Весной мы отправились в Швейцарию.
В Берне остановились на несколько дней в гостинице "Au Faucon" {"Сокол" (франц.).}, и тотчас же послали записку к сыну Александра, который кончал курс медицинских наук в Бернском университете и жил в семействе всеми уважаемого профессора Фогта. Спустя несколько минут он к нам явился; это был юноша с длинными белокурыми волосами, добродушным, приятным лицом, с синими глазами, напоминавшими его мать; он выехал из России семилетним ребенком, но нас не забыл, обрадовался нам и с первого же дня так подружился с нами, что с простодушием и пылкостию юности доверил свою любовь к тринадцатилетней внучке Фогта, Эмме; говорил, что просил у отца позволения сделать ей формальное предложение и женихом ждать ее совершеннолетия, но отец не соглашается, недоволен его ранней любовью и поспешностию завестись семейством. "Я напомнил отцу,-- говорил он, -- что он был немного старше меня, когда любил и женился, это ему не понравилось, и теперь у нас идет тяжелая переписка".

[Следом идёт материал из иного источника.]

//! End-to-end pipeline behavior over the in-memory store: idempotent
//! stages, identity preservation across updates, removal and revival, and
//! crash resumption.

use async_trait::async_trait;
use chrono::Utc;
use serde_json::{json, Value};
use tokio::sync::Mutex;

use ypf_core::{Classification, PolicyStatus, ProductKind, RunId};
use ypf_elt::{
    PolicyPipeline, PolicyPromoter, ProductPipeline, RawIngest, SnapshotReconciler, StageError,
    StagingLander,
};
use ypf_sources::{
    explode_policy_pages, Enricher, FetchedPage, PageFeed, PagingMeta, POLICY_SOURCE,
    PRODUCT_SOURCE,
};
use ypf_storage::{
    FetchError, MemStore, PolicyStore, ProductStore, ReadStore, RunStore, StagingStore,
};

struct ScriptedFeed {
    source: &'static str,
    payload: Mutex<Value>,
}

impl ScriptedFeed {
    fn policies(items: Value) -> Self {
        Self {
            source: POLICY_SOURCE,
            payload: Mutex::new(json!({ "result": { "youthPolicyList": items } })),
        }
    }

    fn products(base: Value, options: Value) -> Self {
        Self {
            source: PRODUCT_SOURCE,
            payload: Mutex::new(json!({ "result": { "baseList": base, "optionList": options } })),
        }
    }

    async fn set_policies(&self, items: Value) {
        *self.payload.lock().await = json!({ "result": { "youthPolicyList": items } });
    }

    async fn set_products(&self, base: Value, options: Value) {
        *self.payload.lock().await =
            json!({ "result": { "baseList": base, "optionList": options } });
    }
}

#[async_trait]
impl PageFeed for ScriptedFeed {
    fn source(&self) -> &'static str {
        self.source
    }

    async fn fetch_page(&self, _run_id: RunId, page_no: u32) -> Result<FetchedPage, FetchError> {
        let params = if self.source == PRODUCT_SOURCE {
            json!({ "pageNo": page_no, "productKind": "DEPOSIT" })
        } else {
            json!({ "pageNum": page_no })
        };
        Ok(FetchedPage {
            page_no,
            http_status: 200,
            request_params: params,
            payload: self.payload.lock().await.clone(),
        })
    }

    fn page_items(&self, payload: &Value) -> Vec<Value> {
        let result = payload.get("result").unwrap_or(payload);
        result
            .get("youthPolicyList")
            .or_else(|| result.get("baseList"))
            .and_then(Value::as_array)
            .cloned()
            .unwrap_or_default()
    }

    fn paging_meta(&self, _payload: &Value) -> PagingMeta {
        PagingMeta {
            page_no: 1,
            total_pages: 1,
            total_count: 0,
        }
    }
}

struct StaticEnricher(&'static str);

#[async_trait]
impl Enricher for StaticEnricher {
    async fn summarize(&self, _title: &str, _body: &str) -> Option<String> {
        Some(self.0.to_string())
    }
}

fn policy_item(no: &str, name: &str) -> Value {
    json!({
        "plcyNo": no,
        "plcyNm": name,
        "aplyPrdSeCd": "0057002",
        "inqCnt": 1,
    })
}

fn pipeline<'a>(
    store: &'a MemStore,
    enricher: &'a dyn Enricher,
) -> PolicyPipeline<'a> {
    PolicyPipeline {
        store,
        enricher,
        start_page: 1,
        end_page: 0,
    }
}

#[tokio::test]
async fn first_run_promotes_everything_as_new() {
    let store = MemStore::new();
    let feed = ScriptedFeed::policies(json!([
        policy_item("P-1", "정책 1"),
        policy_item("P-2", "정책 2"),
    ]));
    let enricher = StaticEnricher("한 줄 요약");

    let summary = pipeline(&store, &enricher).run(&feed).await.unwrap();
    assert_eq!(summary.records_staged, 2);
    assert_eq!(summary.promotion.inserted, 2);
    assert_eq!(summary.promotion.updated, 0);

    let p1 = store.policy_by_source_key("P-1").await.unwrap().unwrap();
    assert_eq!(p1.summary_ai.as_deref(), Some("한 줄 요약"));
    // ALWAYS_OPEN derives straight to OPEN
    assert_eq!(p1.status, PolicyStatus::Open);
}

#[tokio::test]
async fn unchanged_rerun_writes_nothing_to_core() {
    let store = MemStore::new();
    let feed = ScriptedFeed::policies(json!([policy_item("P-1", "정책 1")]));
    let enricher = StaticEnricher("요약");
    let pipe = pipeline(&store, &enricher);

    pipe.run(&feed).await.unwrap();
    let before = store.policy_by_source_key("P-1").await.unwrap().unwrap();

    // identical content, only the volatile view counter moved
    feed.set_policies(json!([{
        "plcyNo": "P-1", "plcyNm": "정책 1", "aplyPrdSeCd": "0057002", "inqCnt": 999,
    }]))
    .await;
    let summary = pipe.run(&feed).await.unwrap();

    assert_eq!(summary.promotion.inserted, 0);
    assert_eq!(summary.promotion.updated, 0);
    assert_eq!(summary.promotion.unchanged, 1);

    let after = store.policy_by_source_key("P-1").await.unwrap().unwrap();
    assert_eq!(after.updated_at, before.updated_at);
    assert_eq!(after.views, before.views);
}

#[tokio::test]
async fn update_preserves_identity_and_enrichment() {
    let store = MemStore::new();
    let feed = ScriptedFeed::policies(json!([policy_item("P-1", "정책 1")]));
    let enricher = StaticEnricher("최초 요약");
    let pipe = pipeline(&store, &enricher);

    pipe.run(&feed).await.unwrap();
    let before = store.policy_by_source_key("P-1").await.unwrap().unwrap();

    feed.set_policies(json!([policy_item("P-1", "정책 1 (개정)")])).await;
    // enricher now fails; the stored summary must survive the update
    let noop = ypf_sources::NoopEnricher;
    let summary = pipeline(&store, &noop).run(&feed).await.unwrap();
    assert_eq!(summary.promotion.updated, 1);

    let after = store.policy_by_source_key("P-1").await.unwrap().unwrap();
    assert_eq!(after.id, before.id);
    assert_eq!(after.created_at, before.created_at);
    assert_eq!(after.title, "정책 1 (개정)");
    assert_eq!(after.summary_ai.as_deref(), Some("최초 요약"));
    assert!(after.updated_at > before.updated_at);
}

#[tokio::test]
async fn removed_key_deactivates_then_revives() {
    let store = MemStore::new();
    let feed = ScriptedFeed::policies(json!([
        policy_item("P-1", "정책 1"),
        policy_item("P-2", "정책 2"),
    ]));
    let enricher = StaticEnricher("요약");
    let pipe = pipeline(&store, &enricher);

    pipe.run(&feed).await.unwrap();

    feed.set_policies(json!([policy_item("P-1", "정책 1")])).await;
    let summary = pipe.run(&feed).await.unwrap();
    assert_eq!(summary.promotion.removed, 1);

    let gone = store.policy_by_source_key("P-2").await.unwrap().unwrap();
    assert_eq!(gone.status, PolicyStatus::Inactive);
    // confirmed removals leave the snapshot
    let snapshot = store.snapshot(POLICY_SOURCE).await.unwrap();
    assert!(snapshot.iter().all(|e| e.source_key != "P-2"));

    feed.set_policies(json!([
        policy_item("P-1", "정책 1"),
        policy_item("P-2", "정책 2"),
    ]))
    .await;
    let summary = pipe.run(&feed).await.unwrap();
    // the returning key is classified NEW against the pruned snapshot but
    // revives the existing core row instead of inserting a second one
    assert_eq!(summary.promotion.inserted, 0);
    assert_eq!(summary.promotion.updated, 1);

    let back = store.policy_by_source_key("P-2").await.unwrap().unwrap();
    assert_eq!(back.id, gone.id);
    assert_eq!(back.status, PolicyStatus::Open);
}

#[tokio::test]
async fn reconciler_rerun_returns_the_persisted_delta() {
    let store = MemStore::new();
    let feed = ScriptedFeed::policies(json!([policy_item("P-1", "정책 1")]));

    store.acquire_run_lock(POLICY_SOURCE).await.unwrap();
    let run_id = store.begin_run(POLICY_SOURCE).await.unwrap();
    let ingest = RawIngest {
        store: &store,
        start_page: 1,
        end_page: 0,
    };
    ingest.run(&feed, run_id).await.unwrap();
    let lander = StagingLander { store: &store };
    lander
        .run(POLICY_SOURCE, POLICY_SOURCE, run_id, false, explode_policy_pages)
        .await
        .unwrap();

    let reconciler = SnapshotReconciler { store: &store };
    let first = reconciler.run(POLICY_SOURCE, run_id).await.unwrap();
    // snapshot now contains P-1; a naive recompute would say UNCHANGED
    let second = reconciler.run(POLICY_SOURCE, run_id).await.unwrap();
    assert_eq!(first, second);
}

#[tokio::test]
async fn promoter_rerun_after_marker_is_a_no_op() {
    let store = MemStore::new();
    let feed = ScriptedFeed::policies(json!([policy_item("P-1", "정책 1")]));
    let enricher = StaticEnricher("요약");
    let pipe = pipeline(&store, &enricher);

    let summary = pipe.run(&feed).await.unwrap();
    let before = store.policy_by_source_key("P-1").await.unwrap().unwrap();

    let delta = store
        .load_delta(POLICY_SOURCE, summary.run_id)
        .await
        .unwrap()
        .unwrap();
    let promoter = PolicyPromoter {
        store: &store,
        enricher: &enricher,
    };
    let stats = promoter.run(summary.run_id, &delta, Utc::now()).await.unwrap();
    assert_eq!(stats, Default::default());

    let after = store.policy_by_source_key("P-1").await.unwrap().unwrap();
    assert_eq!(after.updated_at, before.updated_at);
}

#[tokio::test]
async fn interrupted_reconciliation_still_promotes_new_records_on_resume() {
    let store = MemStore::new();
    let feed = ScriptedFeed::policies(json!([policy_item("P-1", "정책 1")]));
    let enricher = StaticEnricher("요약");

    // crash inside the reconciler stage: staging has landed but the
    // reconciliation never committed
    let run_id = store.begin_run(POLICY_SOURCE).await.unwrap();
    let ingest = RawIngest {
        store: &store,
        start_page: 1,
        end_page: 0,
    };
    ingest.run(&feed, run_id).await.unwrap();
    let lander = StagingLander { store: &store };
    lander
        .run(POLICY_SOURCE, POLICY_SOURCE, run_id, false, explode_policy_pages)
        .await
        .unwrap();

    // the commit is atomic, so the snapshot cannot have moved without its
    // delta; both are absent after the interruption
    assert!(store.snapshot(POLICY_SOURCE).await.unwrap().is_empty());
    assert!(store.load_delta(POLICY_SOURCE, run_id).await.unwrap().is_none());

    let summary = pipeline(&store, &enricher).resume().await.unwrap();
    assert_eq!(summary.promotion.inserted, 1);

    let delta = store.load_delta(POLICY_SOURCE, run_id).await.unwrap().unwrap();
    assert_eq!(delta[0].classification, Classification::New);
    assert!(store.policy_by_source_key("P-1").await.unwrap().is_some());
}

#[tokio::test]
async fn crashed_run_resumes_without_duplicating_staging() {
    let store = MemStore::new();
    let feed = ScriptedFeed::policies(json!([policy_item("P-1", "정책 1")]));
    let enricher = StaticEnricher("요약");

    // simulate a crash right after raw ingest
    let run_id = store.begin_run(POLICY_SOURCE).await.unwrap();
    let ingest = RawIngest {
        store: &store,
        start_page: 1,
        end_page: 0,
    };
    ingest.run(&feed, run_id).await.unwrap();

    let pipe = pipeline(&store, &enricher);
    let summary = pipe.resume().await.unwrap();
    assert_eq!(summary.run_id, run_id);
    assert_eq!(summary.promotion.inserted, 1);

    // resuming a finished run changes nothing
    let again = pipe.resume().await.unwrap();
    assert_eq!(again.promotion, Default::default());
    let staged = store.staging_records(POLICY_SOURCE, run_id).await.unwrap();
    assert_eq!(staged.len(), 1);
}

#[tokio::test]
async fn held_lock_fails_fast() {
    let store = MemStore::new();
    let feed = ScriptedFeed::policies(json!([policy_item("P-1", "정책 1")]));
    let enricher = StaticEnricher("요약");

    store.acquire_run_lock(POLICY_SOURCE).await.unwrap();
    let err = pipeline(&store, &enricher).run(&feed).await.unwrap_err();
    assert!(matches!(err, StageError::LockHeld(_)));

    store.release_run_lock(POLICY_SOURCE).await.unwrap();
    pipeline(&store, &enricher).run(&feed).await.unwrap();
}

fn deposit_base(code: &str, name: &str) -> Value {
    json!({ "fin_prdt_cd": code, "fin_prdt_nm": name, "kor_co_nm": "한국은행" })
}

fn deposit_option(code: &str, term: u32, rate: f64) -> Value {
    json!({
        "fin_prdt_cd": code,
        "save_trm": term.to_string(),
        "intr_rate_type": "S",
        "intr_rate": rate,
        "intr_rate2": rate + 0.5,
    })
}

#[tokio::test]
async fn product_run_promotes_base_and_options() {
    let store = MemStore::new();
    let feed = ScriptedFeed::products(
        json!([deposit_base("X1", "정기예금")]),
        json!([deposit_option("X1", 6, 2.0), deposit_option("X1", 12, 2.3)]),
    );
    let pipe = ProductPipeline {
        store: &store,
        start_page: 1,
        end_page: 0,
    };

    let summary = pipe.run(&[&feed]).await.unwrap();
    assert_eq!(summary.promotion.inserted, 1);

    let product = store
        .product_by_source_key(ProductKind::Deposit, "X1")
        .await
        .unwrap()
        .unwrap();
    assert_eq!(product.name, "정기예금");
    assert_eq!(product.options_count, 2);
    assert!(product.option_set_hash.is_some());

    let (_, options) = store.get_product(product.id).await.unwrap().unwrap();
    assert_eq!(options.len(), 2);
}

#[tokio::test]
async fn option_change_updates_product_even_when_base_is_unchanged() {
    let store = MemStore::new();
    let feed = ScriptedFeed::products(
        json!([deposit_base("X1", "정기예금")]),
        json!([deposit_option("X1", 6, 2.0)]),
    );
    let pipe = ProductPipeline {
        store: &store,
        start_page: 1,
        end_page: 0,
    };
    pipe.run(&[&feed]).await.unwrap();
    let before = store
        .product_by_source_key(ProductKind::Deposit, "X1")
        .await
        .unwrap()
        .unwrap();

    // same base payload, different rate
    feed.set_products(
        json!([deposit_base("X1", "정기예금")]),
        json!([deposit_option("X1", 6, 2.8)]),
    )
    .await;
    let summary = pipe.run(&[&feed]).await.unwrap();
    assert_eq!(summary.promotion.updated, 1);

    let after = store
        .product_by_source_key(ProductKind::Deposit, "X1")
        .await
        .unwrap()
        .unwrap();
    assert_eq!(after.id, before.id);
    assert_eq!(after.content_hash, before.content_hash);
    assert_ne!(after.option_set_hash, before.option_set_hash);
}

-- Почему же твой отец так против твоей любви? -- сказала я. -- Семейство Фогтов почтенное, он уважает его и дружен с их сыном, знаменитым натуралистом Карлом Фогтом.
-- Ну вот подите, запала у него мысль, чтобы я женился на русской, жил для России, любил Россию. Как это любить то, чего не знаешь! Я едва помню Россию, она мне чужда и что могу для нее сделать? и какой я политический деятель! Я человек мирный, был бы у меня свой уголок земли в Швейцарии, Эмма да книги,-- мне и достаточно.
-- Знают ли Фогты о твоей любви к Эмме и как на это смотрят?
-- Знают и очень довольны, -- тем затруднительнее мое положение.